One child has recently been reported infected with polio in Benin and another in Cameroon, said Corkum. Both countries had previously been considered free of polio.
The disease appears to have spread from neighbouring Nigeria, where it is still endemic. Five other countries in the region also have reported polio has spread to them in recent months.
WHO hopes urgent immunisation programs in Benin and Cameroon will prevent the spread of the disease there, Corkum said.
Ministers of health from the six countries worst affected by polio are holding an emergency meeting in Geneva on Thursday to intensify immunisation campaigns with the aim of stopping poliovirus transmission by the end of 2004, a year ahead of WHO's goal of eradicating the disease globally.
Invited to the meeting are representatives of the countries where the polio virus is still considered endemic: Nigeria, India, Pakistan, Egypt, Afghanistan and Niger.
Polio usually infects children under the age of five through contaminated drinking water and attacks the central nervous system, causing paralysis, muscular atrophy, deformation and, in some cases, death.

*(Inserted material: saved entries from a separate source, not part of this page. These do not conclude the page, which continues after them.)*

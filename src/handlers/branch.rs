//! Branch-performance service handlers

use axum::extract::{Query, State};
use axum::Json;
use serde_json::json;

use crate::logic::model::predictor::Predictor;
use crate::logic::model::registry::BranchPackage;
use crate::logic::reconcile::reconcile;
use crate::logic::record::Record;
use crate::schemas::{
    BatchBranchRequest, BatchBranchResponse, BranchBatchItem, BranchPrediction, BranchRecord,
    ModelQuery,
};
use crate::{AppError, AppResult, AppState};

fn package(state: &AppState) -> AppResult<&BranchPackage> {
    state.registry.branch_package().ok_or_else(|| {
        AppError::ModelUnavailable("Branch models not loaded; prediction unavailable".to_string())
    })
}

fn select_model<'a>(
    package: &'a BranchPackage,
    query: &'a ModelQuery,
) -> AppResult<(&'a str, &'a Predictor)> {
    let name = query.model_name.as_deref().unwrap_or(&package.best_model);
    let model = package
        .models
        .get(name)
        .ok_or_else(|| AppError::ValidationError(format!("Model '{name}' not available")))?;
    Ok((name, model))
}

/// Decode a numeric class into its performance label.
fn decode_label(package: &BranchPackage, class: usize) -> String {
    match &package.target_labels {
        Some(labels) => labels
            .get(class)
            .cloned()
            .unwrap_or_else(|| class.to_string()),
        None => {
            if class == 0 {
                "Good".to_string()
            } else {
                "Poor".to_string()
            }
        }
    }
}

/// Reconcile, scale and classify one table of records.
fn classify(
    package: &BranchPackage,
    model: &Predictor,
    rows: &[Record],
) -> AppResult<Vec<(String, Option<f64>)>> {
    let table = reconcile(rows, &package.feature_columns, &package.encoders)?;

    table
        .into_iter()
        .map(|features| {
            let features = match &package.scaler {
                Some(scaler) => scaler.transform(&features),
                None => features,
            };
            match model {
                Predictor::Probabilistic(classifier) => {
                    let (negative, positive) = classifier.predict_distribution(&features)?;
                    let class = usize::from(positive >= 0.5);
                    let confidence = negative.max(positive);
                    Ok((decode_label(package, class), Some(confidence)))
                }
                Predictor::Deterministic(regressor) => {
                    let class = regressor.predict(&features)?.round().max(0.0) as usize;
                    Ok((decode_label(package, class), None))
                }
            }
        })
        .collect::<Result<Vec<_>, crate::logic::PipelineError>>()
        .map_err(AppError::from)
}

/// Classify a single branch loan record.
pub async fn predict(
    State(state): State<AppState>,
    Query(query): Query<ModelQuery>,
    Json(record): Json<BranchRecord>,
) -> AppResult<Json<BranchPrediction>> {
    let package = package(&state)?;
    let (name, model) = select_model(package, &query)?;

    let rows = vec![record.to_record()];
    let mut results = classify(package, model, &rows)?;
    let (prediction, confidence) = results
        .pop()
        .ok_or_else(|| AppError::InternalError("empty classification result".to_string()))?;

    Ok(Json(BranchPrediction {
        prediction,
        confidence,
        model_used: name.to_string(),
    }))
}

/// Classify a batch of branch loan records.
pub async fn predict_batch(
    State(state): State<AppState>,
    Query(query): Query<ModelQuery>,
    Json(batch): Json<BatchBranchRequest>,
) -> AppResult<Json<BatchBranchResponse>> {
    let package = package(&state)?;
    let (name, model) = select_model(package, &query)?;

    let rows: Vec<Record> = batch.data.iter().map(BranchRecord::to_record).collect();
    let results = classify(package, model, &rows)?;

    let predictions = results
        .into_iter()
        .enumerate()
        .map(|(record_id, (prediction, confidence))| BranchBatchItem {
            record_id,
            prediction,
            confidence,
        })
        .collect::<Vec<_>>();

    Ok(Json(BatchBranchResponse {
        total_records: predictions.len(),
        predictions,
        model_used: name.to_string(),
    }))
}

/// Package metadata: available models, best model, trained columns.
pub async fn model_info(State(state): State<AppState>) -> AppResult<Json<serde_json::Value>> {
    let package = package(&state)?;
    let mut available: Vec<&String> = package.models.keys().collect();
    available.sort();

    Ok(Json(json!({
        "available_models": available,
        "best_model": package.best_model,
        "feature_columns": package.feature_columns,
        "timestamp": package.timestamp,
    })))
}

/// Split-frequency feature importances of a tree-based model, sorted
/// descending.
pub async fn feature_importance(
    State(state): State<AppState>,
    Query(query): Query<ModelQuery>,
) -> AppResult<Json<Vec<(String, f64)>>> {
    let package = package(&state)?;
    let (name, model) = select_model(package, &query)?;

    let importances = model
        .feature_importances(package.feature_columns.len())
        .ok_or_else(|| {
            AppError::NotFound(format!("Model '{name}' does not expose feature importances"))
        })?;

    let mut pairs: Vec<(String, f64)> = package
        .feature_columns
        .iter()
        .cloned()
        .zip(importances)
        .collect();
    pairs.sort_by(|a, b| b.1.partial_cmp(&a.1).unwrap_or(std::cmp::Ordering::Equal));

    Ok(Json(pairs))
}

When WHO and other organisations launched the Global Polio Eradication Initiative in 1988, 125 countries were affected by the disease. It has since been eradicated in Europe, the Americas, much of Asia and Australia.
Until recently the biggest problem was in India, but a major outbreak began in the northern Nigerian state of Kano in the summer. Experts blame insufficient coverage during mass polio campaigns and routine treatment.